An Atlanta native, Pennington considers himself more of an artist than a tradesman, but his big breakthrough came in 2001 as a carpenter on The Learning Channel’s hit show “Trading Spaces.” In 2003, he was selected as head of an eight-person design team on ABC’s “Extreme Makeover: Home Edition.” A slew of endorsements and spinoffs ensued, making Pennington one of the most recognizable faces in the country. By the time he ended up in Haywood County, he’d helped renovate or rebuild more than 200 homes — but never a prison.

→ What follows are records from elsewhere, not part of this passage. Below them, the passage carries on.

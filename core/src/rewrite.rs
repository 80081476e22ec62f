#![deny(missing_docs)]

//! # Declaration Rewriting
//!
//! Applies a merged `StructDef` back onto an owned `StructDecl`. The field
//! list is rebuilt from scratch in the merged order. Where a field of the same
//! name already existed, its doc lines and any tag or comment the merged
//! model leaves empty are carried over to the new node.

use crate::extract::strip_comment_markers;
use crate::model::{comment_literal, FieldDef, StructDef};
use crate::syntax::{FieldNode, StructDecl, TypeExpr};
use crate::tag::{parse_tag, quote_tag};
use std::collections::HashMap;

/// Rewrites `decl` so that its field list matches `merged`.
///
/// Type text is re-parsed into a `TypeExpr`; text that does not parse
/// becomes the placeholder identifier and only affects that field. Fields
/// absent from `merged`, embedded fields included, are removed.
///
/// Anonymous struct and interface field types are printed on one line, so
/// comments inside them are lost when their field is rewritten.
pub fn update_decl(decl: &mut StructDecl, merged: &StructDef) {
    let existing = std::mem::take(&mut decl.fields);

    // Same rule as the merge: the last declaration of a name wins.
    let mut by_name: HashMap<&str, &FieldNode> = HashMap::new();
    for node in &existing {
        for name in &node.names {
            by_name.insert(name.as_str(), node);
        }
    }

    let mut reused = 0usize;
    let fields: Vec<FieldNode> = merged
        .fields
        .iter()
        .map(|field| match by_name.get(field.name.as_str()) {
            Some(node) => {
                reused += 1;
                carry_forward(node, field)
            }
            None => new_node(field),
        })
        .collect();

    tracing::debug!(
        name = %merged.name,
        fields = fields.len(),
        reused,
        "Rewrote struct declaration"
    );

    decl.fields = fields;
}

/// A reused node keeps its raw literals whenever they still say what the
/// merged field says.
fn carry_forward(node: &FieldNode, field: &FieldDef) -> FieldNode {
    let tag = match &node.tag {
        Some(raw) if field.tag.is_empty() || parse_tag(raw) == field.tag => Some(raw.clone()),
        _ if field.tag.is_empty() => None,
        _ => Some(quote_tag(&field.tag)),
    };
    let comment = match &node.comment {
        Some(raw) if field.comment.is_empty() || strip_comment_markers(raw) == field.comment => {
            Some(raw.clone())
        }
        _ if field.comment.is_empty() => None,
        _ => Some(comment_literal(&field.comment)),
    };

    FieldNode {
        names: vec![field.name.clone()],
        ty: TypeExpr::parse_text(&field.ty),
        tag,
        comment,
        docs: node.docs.clone(),
    }
}

fn new_node(field: &FieldDef) -> FieldNode {
    let mut node = FieldNode::new(field.name.clone(), TypeExpr::parse_text(&field.ty));
    if !field.tag.is_empty() {
        node.tag = Some(quote_tag(&field.tag));
    }
    if !field.comment.is_empty() {
        node.comment = Some(comment_literal(&field.comment));
    }
    node
}
//! Template export and listing

use anyhow::{Context, Result};
use clap::Subcommand;
use console::{style, Emoji};
use ps_maker::templates::{export_templates, EMBEDDED_TEMPLATES, TEMPLATE_EXTENSION};
use std::path::{Path, PathBuf};

static SUCCESS: Emoji = Emoji("✓", "+");

/// Template commands
#[derive(Debug, Subcommand)]
pub enum TemplatesCommand {
    /// Write the embedded templates to a directory for customization
    ///
    /// Point `templates.override_dir` at the directory to use them.
    Export {
        /// Output directory
        dir: PathBuf,

        /// Overwrite templates that were already exported
        #[arg(long)]
        force: bool,
    },
    /// List the template ids
    List,
}

impl TemplatesCommand {
    /// Execute the templates command
    ///
    /// # Errors
    ///
    /// Returns an error if the templates cannot be written.
    pub fn execute(&self) -> Result<()> {
        match self {
            Self::Export { dir, force } => Self::export(dir, *force),
            Self::List => {
                Self::list();
                Ok(())
            }
        }
    }

    fn export(dir: &Path, force: bool) -> Result<()> {
        let written = export_templates(dir, force)
            .with_context(|| format!("Failed to export templates to {}", dir.display()))?;

        for path in &written {
            println!("  {} {}", style(SUCCESS).green(), style(path.display()).dim());
        }

        let skipped = EMBEDDED_TEMPLATES.len() - written.len();
        if skipped > 0 {
            println!(
                "  {} already present (use {} to overwrite)",
                style(skipped).yellow(),
                style("--force").yellow()
            );
        }

        println!(
            "\n{} Set {} to {} to use them.",
            style("Done.").green().bold(),
            style("templates.override_dir").cyan(),
            style(dir.display()).cyan()
        );
        Ok(())
    }

    fn list() {
        println!("{}", style("Templates:").cyan().bold());
        for (name, _) in EMBEDDED_TEMPLATES {
            println!("  {name}.{TEMPLATE_EXTENSION}");
        }
    }
}
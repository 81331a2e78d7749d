//! Grid scaffold orchestrator
//!
//! Runs the pipeline in a fixed order:
//! 1. Identifiers derived once from the entity name
//! 2. Definition factory, filters, query builder, data factory, grid factory
//! 3. Controller (created or augmented)
//! 4. Index view
//! 5. One commit of every file write and service upsert
//!
//! Any fatal error before step 5 drops the plan, so nothing is written.
//! Files that already exist are reported as unchanged and never rewritten.

use super::artifacts::{
    grid_generators, Artifact, ArtifactGenerator, GridContext, ViewTemplateGenerator,
};
use super::controller::ControllerAugmenter;
use super::destination::Layout;
use super::naming::{EntityName, IdentifierSet};
use super::plan::{CommitReport, GenerationPlan};
use super::property::PropertyDescriptor;
use crate::error::Result;
use crate::templates::TemplateRenderer;
use crate::workspace::{ServiceStore, SourceStore};

/// Translation domain used when neither the request nor the destination sets one
pub const DEFAULT_TRANSLATION_DOMAIN: &str = "Admin.Translation.Domain";

/// Input of one run
#[derive(Debug, Clone, Default, PartialEq, Eq)]
pub struct GridRequest {
    /// Entity name as typed by the user
    pub entity: String,
    /// Properties in column order
    pub properties: Vec<PropertyDescriptor>,
    /// Translation domain, defaults to the destination's
    pub translation_domain: Option<String>,
}

impl GridRequest {
    /// Request for an entity with no properties
    #[must_use]
    pub fn new(entity: impl Into<String>) -> Self {
        Self {
            entity: entity.into(),
            ..Self::default()
        }
    }

    /// Set the properties
    #[must_use]
    pub fn with_properties(mut self, properties: Vec<PropertyDescriptor>) -> Self {
        self.properties = properties;
        self
    }

    /// Set the translation domain
    #[must_use]
    pub fn with_translation_domain(mut self, domain: impl Into<String>) -> Self {
        self.translation_domain = Some(domain.into());
        self
    }
}

/// Plans and commits a grid scaffold
pub struct GridGenerator<'t> {
    layout: Layout,
    templates: &'t dyn TemplateRenderer,
}

impl<'t> GridGenerator<'t> {
    /// Generator for a destination layout
    #[must_use]
    pub fn new(layout: Layout, templates: &'t dyn TemplateRenderer) -> Self {
        Self { layout, templates }
    }

    /// Destination layout
    #[must_use]
    pub const fn layout(&self) -> &Layout {
        &self.layout
    }

    /// Translation domain a request resolves to
    #[must_use]
    pub fn translation_domain(&self, request: &GridRequest) -> String {
        request
            .translation_domain
            .clone()
            .or_else(|| self.layout.default_translation_domain())
            .unwrap_or_else(|| DEFAULT_TRANSLATION_DOMAIN.to_string())
    }

    /// Build the plan without writing anything
    ///
    /// # Errors
    ///
    /// Returns [`crate::MakerError::InvalidIdentifier`] for a bad entity name
    /// and [`crate::MakerError::MissingTemplate`] for an unknown template. An
    /// unreadable controller is not an error; it shows up in
    /// [`GenerationPlan::warnings`].
    pub fn plan(&self, request: &GridRequest, sources: &dyn SourceStore) -> Result<GenerationPlan> {
        let entity = EntityName::parse(&request.entity)?;
        let ids = IdentifierSet::derive(&entity);
        ids.validate()?;

        let translation_domain = self.translation_domain(request);
        let ctx = GridContext {
            ids: &ids,
            properties: &request.properties,
            layout: &self.layout,
            translation_domain: &translation_domain,
        };

        tracing::debug!(
            entity = %ids.class_name,
            grid = %ids.plural_snake_case,
            alias = %ids.table_alias,
            "Planning grid"
        );

        let mut plan = GenerationPlan::new();
        for generator in grid_generators() {
            Self::add(&mut plan, generator.generate(&ctx, self.templates)?, sources);
        }

        let controller = ControllerAugmenter.augment(&ctx, self.templates, sources)?;
        plan.add_controller(controller);

        Self::add(&mut plan, ViewTemplateGenerator.generate(&ctx, self.templates)?, sources);

        Ok(plan)
    }

    /// Generated files are never overwritten; an existing one is reported instead
    fn add(plan: &mut GenerationPlan, mut artifact: Artifact, sources: &dyn SourceStore) {
        if let Some(existing) = artifact.file.take_if(|spec| sources.file_exists(&spec.path)) {
            tracing::debug!(path = %existing.path.display(), "File already present");
            plan.add_existing(&existing);
        }
        plan.add_artifact(artifact);
    }

    /// Plan and commit in one go
    ///
    /// # Errors
    ///
    /// Returns planning errors before anything is written, or the first
    /// store error during the commit.
    pub fn run(
        &self,
        request: &GridRequest,
        sources: &mut dyn SourceStore,
        services: &mut dyn ServiceStore,
    ) -> Result<CommitReport> {
        let plan = self.plan(request, &*sources)?;
        plan.commit(sources, services)
    }
}
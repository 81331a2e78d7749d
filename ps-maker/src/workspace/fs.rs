//! Filesystem-backed source store

use super::SourceStore;
use crate::error::{MakerError, Result};
use crate::scaffold::destination::Layout;
use std::fs;
use std::io::ErrorKind;
use std::path::{Path, PathBuf};

/// A PrestaShop checkout (or module) on disk
#[derive(Debug, Clone)]
pub struct ProjectWorkspace {
    root: PathBuf,
    layout: Layout,
}

impl ProjectWorkspace {
    /// Workspace rooted at `root`, resolving classes through `layout`
    #[must_use]
    pub fn new(root: impl Into<PathBuf>, layout: Layout) -> Self {
        Self {
            root: root.into(),
            layout,
        }
    }

    /// Project root
    #[must_use]
    pub fn root(&self) -> &Path {
        &self.root
    }

    /// Absolute path of a class file
    #[must_use]
    pub fn class_file(&self, class: &str) -> Option<PathBuf> {
        self.layout.class_path(class).map(|path| self.root.join(path))
    }
}

impl SourceStore for ProjectWorkspace {
    fn class_exists(&self, class: &str) -> bool {
        self.class_file(class).is_some_and(|path| path.is_file())
    }

    fn file_exists(&self, path: &Path) -> bool {
        self.root.join(path).is_file()
    }

    fn read_existing_source(&self, class: &str) -> Result<Option<String>> {
        let Some(path) = self.class_file(class) else {
            return Ok(None);
        };

        match fs::read_to_string(&path) {
            Ok(source) => Ok(Some(source)),
            Err(err) if err.kind() == ErrorKind::NotFound => Ok(None),
            Err(err) => Err(MakerError::io(path, err)),
        }
    }

    fn write_file(&mut self, path: &Path, content: &str) -> Result<()> {
        let full_path = self.root.join(path);

        if let Some(parent) = full_path.parent() {
            fs::create_dir_all(parent).map_err(|err| MakerError::io(parent, err))?;
        }

        fs::write(&full_path, content).map_err(|err| MakerError::io(&full_path, err))?;
        tracing::debug!(path = %full_path.display(), bytes = content.len(), "Wrote file");
        Ok(())
    }
}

“The main thing about it was, it was so different,” Pennington said. “I don’t know if anything can compare to that, because it did make such a difference. I mean, people don’t realize how homelessness is really affecting so many people in this country unless they wake up and see it every day outside their door. They just sort of think of it as just numbers and stats.”

Over the course of three days, volunteers from the community put the finishing touches on the shelter, alongside Pennington, who was given the key to the town of Waynesville by then-Mayor Gavin Brown as former Hazelwood Mayor Mary Ann Enloe and then-Rep. Joe Sam Queen looked on with big smiles.

“I love being involved in projects like that, where you’re dealing with the heart of the community,” said Pennington.

Turning the former prison into a residential facility did present its challenges, but in the end, volunteers completed the renovations and Pathways welcomed its first guests on Nov. 15, 2014, just before the cold mountain winter began in earnest.

“Look, the walls might have seen some horrible things in their day,” Pennington said. “But I think everything can be cleansed. Everything can go through a change.”

For about a decade now, Pathways has been known for two things — compassion, and common-sense cost-effectiveness. 

Pathways can house up to 32 men and 28 women in segregated dorms, and since 2019, up to 10 small family units with children in another two-story, 5,700 square-foot modular building on campus, known as the family dorm. The expansion pushed Pathways’ capacity to 96 people.

Generally, those seeking admission must be residents of Haywood County or have a substantial connection to the community, like holding down a job in the county. They’ll be drug tested upon entry and cannot be under the influence of intoxicants at that time.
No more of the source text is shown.